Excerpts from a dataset
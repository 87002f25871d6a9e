// Copyright 2025 ProximaDB
//
// Licensed under the Apache License, Version 2.0 (the "License");
// you may not use this file except in compliance with the License.

//! Row/column conversion between documents and the store's column-major batches

pub mod column;
pub mod marshal;
pub mod unmarshal;

pub use column::{Column, ColumnData};
pub use marshal::{marshal, DimensionMismatchPolicy, MarshalOutcome};
pub use unmarshal::{accepts, unmarshal, unmarshal_batch, SearchResult};
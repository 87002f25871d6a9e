// Copyright 2025 ProximaDB
//
// Licensed under the Apache License, Version 2.0 (the "License");
// you may not use this file except in compliance with the License.

//! The `Document` trait and its declarative `impl_document!` macro

use std::sync::Arc;

use super::descriptor::{DocumentLayout, FieldSpec};
use super::types::FieldValue;
use crate::core::errors::ConfigError;

/// A caller-defined record stored in a collection.
///
/// Implementations declare their fields once through [`Document::field_specs`]; the
/// mapping layer reads values with [`Document::field_value`] when marshalling and writes
/// them into `Default` instances with [`Document::set_field_value`] when unmarshalling.
/// Most types use [`impl_document!`](crate::impl_document) instead of a hand-written impl.
pub trait Document: Default + Send + Sync + 'static {
    /// Type name, used to derive the default collection name
    fn type_name() -> &'static str;

    /// Declared fields in declaration order
    fn field_specs() -> Vec<FieldSpec>;

    /// Current value of a declared field
    fn field_value(&self, name: &str) -> Option<FieldValue>;

    /// Assign a declared field. `Err` hands the value back when the name is unknown
    /// or the value kind does not fit the field.
    fn set_field_value(&mut self, name: &str, value: FieldValue) -> Result<(), FieldValue>;

    /// Memoized layout of this type
    fn layout() -> Result<Arc<DocumentLayout>, ConfigError> {
        DocumentLayout::of::<Self>()
    }
}

/// Implement [`Document`] for a struct from a field table.
///
/// ```
/// use proximadb_orm::impl_document;
///
/// #[derive(Debug, Default, Clone)]
/// struct Article {
///     id: i64,
///     title: String,
///     embedding: Vec<f32>,
///     score: f32,
/// }
///
/// impl_document!(Article {
///     id: i64 => "in,out,primary-key",
///     title: String => "in,out,max-length=512",
///     embedding: Vec<f32> => "in,dimension=768,indexed",
///     score: f32 => "score",
/// });
/// ```
#[macro_export]
macro_rules! impl_document {
    ($ty:ident { $($field:ident : $fty:ty => $tags:literal),* $(,)? }) => {
        impl $crate::schema::Document for $ty {
            fn type_name() -> &'static str {
                stringify!($ty)
            }

            fn field_specs() -> ::std::vec::Vec<$crate::schema::FieldSpec> {
                ::std::vec![
                    $(
                        $crate::schema::FieldSpec::new(
                            stringify!($field),
                            <$fty as $crate::schema::FieldKind>::SEMANTIC_TYPE,
                            $tags,
                        )
                    ),*
                ]
            }

            fn field_value(&self, name: &str) -> ::std::option::Option<$crate::schema::FieldValue> {
                match name {
                    $(
                        stringify!($field) => ::std::option::Option::Some(
                            <$fty as $crate::schema::FieldKind>::to_field_value(&self.$field),
                        ),
                    )*
                    _ => ::std::option::Option::None,
                }
            }

            fn set_field_value(
                &mut self,
                name: &str,
                value: $crate::schema::FieldValue,
            ) -> ::std::result::Result<(), $crate::schema::FieldValue> {
                match name {
                    $(
                        stringify!($field) => {
                            self.$field = <$fty as $crate::schema::FieldKind>::from_field_value(value)?;
                            ::std::result::Result::Ok(())
                        }
                    )*
                    _ => ::std::result::Result::Err(value),
                }
            }
        }
    };
}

* What is being asked
Wherever the string "types" occurs in the records, copy the line it is in.

* Task response
use super::types::FieldValue;
/// Most types use [`impl_document!`](crate::impl_document) instead of a hand-written impl.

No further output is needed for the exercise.